On September 29, the CFPB released a special edition of Supervisory Highlights on student loan servicing practices of loan servicers and schools lending to students directly. The report highlights three notable findings related to transcript-withholding practices: Federal Student Loan transfers, and Federal Student Loan payment relief and cancellation programs:

  • Transcript Withholding Findings: As enders and educators, many educational institutions leverage their relationships with students by withholding transcripts from students delinquent on debt owed to the institutions. This practice creates a powerful mechanism to enforce payment demands, as consumers who cannot obtain transcripts could lose future educational- and job opportunities. The CFPB found that certain institutions have abused this practice of withholding transcripts as a blanket policy. In many circumstances, institutions have waited until consumers have paid their entire balances in full before releasing their transcripts and, in some cases, failing to deliver transcripts while continuing to collect payments, if the consumer was delinquent on a debt.

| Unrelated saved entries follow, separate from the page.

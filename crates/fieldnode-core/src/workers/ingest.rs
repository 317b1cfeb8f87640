use std::sync::Arc;
use std::time::Duration;

use serde_json::{json, Value};
use tokio::sync::{mpsc, oneshot};
use tokio::time::{interval, timeout, MissedTickBehavior};
use tracing::{debug, info, warn};

use crate::config_sync::ConfigUpdate;
use crate::context::NodeContext;
use crate::error_event::Severity;
use crate::hal::{MqttMessage, MqttTransport, TransportError};
use crate::sensor::SensorKind;
use crate::sensor_config::{ConfigChange, ConfigOrigin, ConfigPatch, ConfigWriter, SensorConfig};
use crate::storage;
use crate::worker::{PauseGate, WorkerKind};

pub const MQTT_PAYLOAD_INVALID: &str = "MQTT_PAYLOAD_INVALID";
pub const CONFIG_PERSIST_FAILED: &str = "CONFIG_PERSIST_FAILED";

#[derive(Debug, Clone, PartialEq)]
pub struct PatchRequest {
    pub kind: SensorKind,
    pub patch: ConfigPatch,
    pub origin: ConfigOrigin,
}

pub fn status_payload(ctx: &NodeContext) -> Value {
    json!({
        "client_id": ctx.config.device.client_id,
        "status": "online",
        "humidity_serial": ctx.config.device.humidity_serial,
        "light_serial": ctx.config.device.light_serial,
    })
}

pub async fn connect_broker(mqtt: &mut dyn MqttTransport, ctx: &NodeContext) -> Result<(), TransportError> {
    mqtt.connect().await?;
    for kind in SensorKind::ALL {
        let topic = ctx.config.mqtt.config_topic(ctx.config.device.serial(kind));
        mqtt.subscribe(&topic).await?;
        debug!(%topic, "subscribed");
    }
    let status = status_payload(ctx).to_string();
    mqtt.publish(&ctx.config.mqtt.status_topic, status.as_bytes()).await?;
    info!("broker connected");
    Ok(())
}

pub struct ConfigAuthority {
    ctx: Arc<NodeContext>,
    writer: ConfigWriter,
}

impl ConfigAuthority {
    pub fn new(ctx: Arc<NodeContext>, writer: ConfigWriter) -> Self {
        Self { ctx, writer }
    }

    pub fn writer(&self) -> &ConfigWriter {
        &self.writer
    }

    pub fn apply(&mut self, request: &PatchRequest) -> Option<SensorConfig> {
        let (config, change) = self.writer.apply(request.kind, &request.patch, request.origin)?;
        if !change.any() {
            debug!(sensor = %request.kind, "configuration unchanged");
            return None;
        }
        info!(
            sensor = %request.kind,
            origin = ?request.origin,
            id = ?config.sensor_id,
            interval_s = config.sampling_interval_seconds,
            enabled = config.enabled,
            "configuration updated"
        );
        self.persist(request.kind, &config, change);
        if change.interval {
            self.ctx.sync.push(ConfigUpdate {
                kind: request.kind,
                new_interval_seconds: config.sampling_interval_seconds,
                apply: true,
            });
        }
        Some(config)
    }

    pub fn handle_message(&mut self, message: &MqttMessage) -> Option<SensorConfig> {
        let mqtt = &self.ctx.config.mqtt;
        let Some(kind) = mqtt
            .serial_from_topic(&message.topic)
            .and_then(|serial| self.ctx.config.device.kind_for_serial(serial))
        else {
            debug!(topic = %message.topic, "message for unknown topic ignored");
            return None;
        };

        let payload: Value = match serde_json::from_slice(&message.payload) {
            Ok(value @ Value::Object(_)) => value,
            Ok(_) | Err(_) => {
                warn!(topic = %message.topic, "configuration payload is not a JSON object");
                self.ctx.supervisor.report_error(
                    WorkerKind::ConfigIngest,
                    MQTT_PAYLOAD_INVALID,
                    format!("bad payload on {}", message.topic),
                );
                let event = self
                    .ctx
                    .sensor_event(kind, MQTT_PAYLOAD_INVALID, Severity::Warning, "invalid configuration payload")
                    .with_details(json!({"topic": message.topic, "bytes": message.payload.len()}));
                let _ = self.ctx.errors.submit(event);
                return None;
            }
        };

        self.apply(&PatchRequest {
            kind,
            patch: ConfigPatch::from_json(&payload),
            origin: ConfigOrigin::Push,
        })
    }

    fn persist(&self, kind: SensorKind, config: &SensorConfig, change: ConfigChange) {
        let store = self.ctx.store.as_ref();
        let mut result = storage::save_sensor_config(store, kind, config);
        if change.id {
            if let Some(id) = config.sensor_id {
                result = result.and_then(|()| storage::save_registration(store, kind, id));
            }
        }
        if let Err(err) = result {
            warn!(sensor = %kind, %err, "configuration not persisted");
            self.ctx.supervisor.report_error(
                WorkerKind::ConfigIngest,
                CONFIG_PERSIST_FAILED,
                format!("{kind}: {err}"),
            );
        }
    }
}

pub struct IngestWorker {
    ctx: Arc<NodeContext>,
    writer: oneshot::Receiver<ConfigWriter>,
    patches: mpsc::Receiver<PatchRequest>,
    mqtt: Option<Box<dyn MqttTransport>>,
    broker_up: bool,
}

impl IngestWorker {
    pub fn new(
        ctx: Arc<NodeContext>,
        writer: oneshot::Receiver<ConfigWriter>,
        patches: mpsc::Receiver<PatchRequest>,
        mqtt: Option<Box<dyn MqttTransport>>,
        broker_up: bool,
    ) -> Self {
        Self {
            ctx,
            writer,
            patches,
            mqtt,
            broker_up,
        }
    }

    pub async fn run(self, gate: PauseGate) {
        let IngestWorker {
            ctx,
            writer,
            mut patches,
            mut mqtt,
            mut broker_up,
        } = self;

        // Patches queue up until the startup loader hands over the writer.
        let Ok(writer) = writer.await else {
            warn!("configuration writer never handed over, ingest stopped");
            return;
        };
        let mut authority = ConfigAuthority::new(ctx.clone(), writer);
        info!(broker = broker_up, "configuration ingest running");

        let mut status_tick = interval(Duration::from_secs(ctx.config.mqtt.status_every_secs.max(1)));
        status_tick.set_missed_tick_behavior(MissedTickBehavior::Delay);
        status_tick.tick().await;
        let mut inbox_open = true;

        loop {
            gate.checkpoint().await;
            tokio::select! {
                request = patches.recv(), if inbox_open => match request {
                    Some(request) => {
                        authority.apply(&request);
                    }
                    None => {
                        debug!("patch inbox closed");
                        inbox_open = false;
                    }
                },
                inbound = next_inbound(&mut mqtt), if broker_up => match inbound {
                    Ok(Some(message)) => {
                        authority.handle_message(&message);
                    }
                    Ok(None) => {
                        warn!("broker session ended");
                        broker_up = false;
                    }
                    Err(err) => {
                        warn!(%err, "broker receive failed");
                        broker_up = false;
                    }
                },
                _ = status_tick.tick() => {
                    broker_up = publish_or_reconnect(&mut mqtt, &ctx, broker_up).await;
                }
            }
        }
    }
}

async fn next_inbound(mqtt: &mut Option<Box<dyn MqttTransport>>) -> Result<Option<MqttMessage>, TransportError> {
    match mqtt.as_mut() {
        Some(mqtt) => mqtt.next_message().await,
        None => std::future::pending().await,
    }
}

async fn publish_or_reconnect(mqtt: &mut Option<Box<dyn MqttTransport>>, ctx: &NodeContext, broker_up: bool) -> bool {
    let Some(client) = mqtt.as_mut() else {
        return false;
    };
    let limit = ctx.config.backend.timeout();
    if broker_up && client.is_connected() {
        let status = status_payload(ctx).to_string();
        match timeout(limit, client.publish(&ctx.config.mqtt.status_topic, status.as_bytes())).await {
            Ok(Ok(())) => {
                ctx.supervisor.send_heartbeat(WorkerKind::ConfigIngest, "status published");
                return true;
            }
            Ok(Err(err)) => warn!(%err, "status publish failed"),
            Err(_) => warn!("status publish timed out"),
        }
    }
    match timeout(limit, connect_broker(client.as_mut(), ctx)).await {
        Ok(Ok(())) => true,
        Ok(Err(err)) => {
            debug!(%err, "broker reconnect failed");
            false
        }
        Err(_) => {
            debug!("broker reconnect timed out");
            false
        }
    }
}
pub mod ingest;
pub mod initial_check;
pub mod maintenance;
pub mod network;
pub mod reporting;
pub mod sampling;
pub mod sensor_setup;

#[cfg(test)]
mod initial_check_tests;
#[cfg(test)]
mod maintenance_tests;
#[cfg(test)]
mod reporting_tests;
#[cfg(test)]
mod sampling_tests;
use std::sync::atomic::{AtomicU64, Ordering};
use std::sync::Arc;
use std::time::Duration;

use chrono::{DateTime, Utc};
use tokio::sync::mpsc;
use tokio::time::{sleep, timeout, Instant};
use tracing::{debug, error, info};

use crate::hal::ResourceProbe;
use crate::status::{StatusLed, SystemState};
use crate::worker::WorkerKind;

#[derive(Debug, Clone, Copy, PartialEq, Eq)]
pub enum MessageKind {
    Heartbeat,
    ErrorReport,
    StatusUpdate,
}

#[derive(Debug, Clone, Copy, PartialEq, Eq, Default)]
pub struct Diagnostics {
    pub free_heap: Option<u64>,
    pub free_stack: Option<u32>,
}

#[derive(Debug, Clone)]
pub struct SupervisorMessage {
    pub kind: MessageKind,
    pub source: WorkerKind,
    pub error_code: Option<String>,
    pub timestamp: DateTime<Utc>,
    pub message: String,
    pub diagnostics: Diagnostics,
}

#[derive(Clone)]
pub struct SupervisorHandle {
    tx: mpsc::Sender<SupervisorMessage>,
    probe: Arc<dyn ResourceProbe>,
    dropped: Arc<AtomicU64>,
}

impl SupervisorHandle {
    pub fn send_heartbeat(&self, source: WorkerKind, message: impl Into<String>) {
        self.post(MessageKind::Heartbeat, source, None, message.into());
    }

    pub fn report_error(&self, source: WorkerKind, error_code: &str, message: impl Into<String>) {
        self.post(MessageKind::ErrorReport, source, Some(error_code.to_string()), message.into());
    }

    pub fn send_status(&self, source: WorkerKind, message: impl Into<String>) {
        self.post(MessageKind::StatusUpdate, source, None, message.into());
    }

    pub fn dropped(&self) -> u64 {
        self.dropped.load(Ordering::Relaxed)
    }

    fn post(&self, kind: MessageKind, source: WorkerKind, error_code: Option<String>, message: String) {
        let msg = SupervisorMessage {
            kind,
            source,
            error_code,
            timestamp: Utc::now(),
            message,
            diagnostics: Diagnostics {
                free_heap: self.probe.free_heap(),
                free_stack: self.probe.free_stack(),
            },
        };
        if self.tx.try_send(msg).is_err() {
            self.dropped.fetch_add(1, Ordering::Relaxed);
        }
    }
}

#[derive(Debug, Clone, Copy, PartialEq, Eq)]
pub enum StepOutcome {
    Handled(MessageKind),
    Idle,
    Liveness,
}

#[derive(Debug, Clone, Copy, Default, PartialEq, Eq)]
pub struct SupervisorStats {
    pub heartbeats: u64,
    pub errors: u64,
    pub status_updates: u64,
}

pub struct HealthSupervisor {
    rx: mpsc::Receiver<SupervisorMessage>,
    status: StatusLed,
    recv_timeout: Duration,
    liveness_every: Duration,
    last_liveness: Instant,
    closed: bool,
    stats: SupervisorStats,
}

impl HealthSupervisor {
    pub fn new(
        capacity: usize,
        probe: Arc<dyn ResourceProbe>,
        status: StatusLed,
        recv_timeout: Duration,
        liveness_every: Duration,
    ) -> (HealthSupervisor, SupervisorHandle) {
        let (tx, rx) = mpsc::channel(capacity.max(1));
        let handle = SupervisorHandle {
            tx,
            probe,
            dropped: Arc::new(AtomicU64::new(0)),
        };
        let supervisor = HealthSupervisor {
            rx,
            status,
            recv_timeout,
            liveness_every,
            last_liveness: Instant::now(),
            closed: false,
            stats: SupervisorStats::default(),
        };
        (supervisor, handle)
    }

    pub fn stats(&self) -> SupervisorStats {
        self.stats
    }

    pub async fn step(&mut self) -> StepOutcome {
        let received = if self.closed {
            sleep(self.recv_timeout).await;
            None
        } else {
            match timeout(self.recv_timeout, self.rx.recv()).await {
                Ok(Some(msg)) => Some(msg),
                Ok(None) => {
                    self.closed = true;
                    None
                }
                Err(_) => None,
            }
        };

        match received {
            Some(msg) => {
                let kind = msg.kind;
                self.handle(msg);
                StepOutcome::Handled(kind)
            }
            None => self.idle(),
        }
    }

    pub async fn run(mut self) {
        info!("system ready, supervisor running");
        self.status.set(SystemState::Ready);
        loop {
            self.step().await;
        }
    }

    fn handle(&mut self, msg: SupervisorMessage) {
        let source = msg.source.as_str();
        match msg.kind {
            MessageKind::ErrorReport => {
                self.stats.errors += 1;
                error!(
                    worker = source,
                    code = msg.error_code.as_deref().unwrap_or("-"),
                    free_heap = msg.diagnostics.free_heap,
                    "{}",
                    msg.message
                );
                self.status.set(SystemState::Error);
            }
            MessageKind::Heartbeat => {
                self.stats.heartbeats += 1;
                debug!(worker = source, "heartbeat: {}", msg.message);
                match msg.source {
                    WorkerKind::Sampling => self.status.set(SystemState::SensorRead),
                    WorkerKind::Reporting => self.status.set(SystemState::HttpSend),
                    _ => {}
                }
            }
            MessageKind::StatusUpdate => {
                self.stats.status_updates += 1;
                info!(worker = source, "{}", msg.message);
            }
        }
    }

    fn idle(&mut self) -> StepOutcome {
        if self.last_liveness.elapsed() < self.liveness_every {
            return StepOutcome::Idle;
        }
        self.last_liveness = Instant::now();
        info!(
            heartbeats = self.stats.heartbeats,
            errors = self.stats.errors,
            status_updates = self.stats.status_updates,
            "supervisor alive"
        );
        self.status.set(SystemState::Ready);
        StepOutcome::Liveness
    }
}
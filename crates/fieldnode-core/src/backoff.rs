use std::sync::{Arc, Mutex};
use std::time::Duration;

use tokio::time::sleep;
use tracing::{info, warn};

use crate::worker::WorkerRegistry;

#[derive(Debug, Clone, Copy, PartialEq, Eq, Default)]
pub struct BackoffState {
    pub stage: usize,
    pub consecutive_failures: u32,
}

#[derive(Debug)]
pub struct BackoffController {
    stages: Vec<Duration>,
    threshold: u32,
    state: Mutex<BackoffState>,
    registry: Arc<WorkerRegistry>,
}

impl BackoffController {
    pub fn new(stages: Vec<Duration>, threshold: u32, registry: Arc<WorkerRegistry>) -> Self {
        let stages = if stages.is_empty() {
            vec![Duration::from_secs(300)]
        } else {
            stages
        };
        Self {
            stages,
            threshold: threshold.max(1),
            state: Mutex::new(BackoffState::default()),
            registry,
        }
    }

    pub fn state(&self) -> BackoffState {
        *self.lock()
    }

    pub fn stage(&self) -> usize {
        self.lock().stage
    }

    pub fn max_stage(&self) -> usize {
        self.stages.len() - 1
    }

    pub fn backoff_duration(&self, stage: usize) -> Duration {
        self.stages[stage.min(self.max_stage())]
    }

    /// Records one failed transmission. Returns the pause that was served
    /// when this failure crossed the threshold.
    pub async fn record_failure(&self) -> Option<Duration> {
        let (stage, pause) = {
            let mut state = self.lock();
            state.consecutive_failures += 1;
            if state.consecutive_failures < self.threshold {
                return None;
            }
            state.consecutive_failures = 0;
            (state.stage, self.backoff_duration(state.stage))
        };

        let suspended = self.registry.suspend_all();
        warn!(
            stage,
            pause_s = pause.as_secs(),
            workers = suspended.len(),
            "transmission failing, suspending workers"
        );

        sleep(pause).await;

        self.registry.resume_all();
        let next = {
            let mut state = self.lock();
            state.stage = (state.stage + 1).min(self.max_stage());
            state.stage
        };
        info!(next_stage = next, "backoff pause over, workers resumed");
        Some(pause)
    }

    pub fn record_success(&self) {
        let mut state = self.lock();
        if state.stage != 0 {
            info!(from_stage = state.stage, "transmission recovered, backoff reset");
        }
        *state = BackoffState::default();
    }

    fn lock(&self) -> std::sync::MutexGuard<'_, BackoffState> {
        self.state.lock().unwrap_or_else(|poisoned| poisoned.into_inner())
    }
}
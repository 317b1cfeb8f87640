use std::collections::BTreeMap;
use std::sync::Mutex;

use tokio::sync::Notify;

use crate::sensor::SensorKind;

#[derive(Debug, Clone, Copy, PartialEq, Eq)]
pub struct ConfigUpdate {
    pub kind: SensorKind,
    pub new_interval_seconds: u32,
    pub apply: bool,
}

#[derive(Debug, Default)]
struct Slot {
    pending: Mutex<Option<ConfigUpdate>>,
    notify: Notify,
}

#[derive(Debug)]
pub struct ConfigSyncChannel {
    slots: BTreeMap<SensorKind, Slot>,
}

impl Default for ConfigSyncChannel {
    fn default() -> Self {
        Self::new()
    }
}

impl ConfigSyncChannel {
    pub fn new() -> Self {
        Self {
            slots: SensorKind::ALL
                .into_iter()
                .map(|kind| (kind, Slot::default()))
                .collect(),
        }
    }

    pub fn push(&self, update: ConfigUpdate) -> Option<ConfigUpdate> {
        let slot = self.slot(update.kind)?;
        let replaced = {
            let mut pending = slot
                .pending
                .lock()
                .unwrap_or_else(|poisoned| poisoned.into_inner());
            pending.replace(update)
        };
        slot.notify.notify_one();
        replaced
    }

    pub fn try_pop(&self, kind: SensorKind) -> Option<ConfigUpdate> {
        self.slot(kind)?
            .pending
            .lock()
            .unwrap_or_else(|poisoned| poisoned.into_inner())
            .take()
    }

    /// Resolves once an update is pending for `kind`. The update itself is
    /// still taken with [`ConfigSyncChannel::try_pop`].
    pub async fn changed(&self, kind: SensorKind) {
        let Some(slot) = self.slot(kind) else {
            return std::future::pending().await;
        };
        loop {
            let notified = slot.notify.notified();
            if slot
                .pending
                .lock()
                .unwrap_or_else(|poisoned| poisoned.into_inner())
                .is_some()
            {
                return;
            }
            notified.await;
        }
    }

    fn slot(&self, kind: SensorKind) -> Option<&Slot> {
        self.slots.get(&kind)
    }
}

  • Federal Student Loan Transfers: In July 2021, two major servicers announced an end to their contracts with Federal Student Aid for student loan servicing, triggering the transfer of more than nine million borrower accounts. The CFPB identified significant consumer risks associated with the transfer of these loan accounts, including lost and incomplete borrower data that caused servicers to send inaccurate statements, borrowers to lose progress toward forgiveness, and problems in rectifying past billing errors.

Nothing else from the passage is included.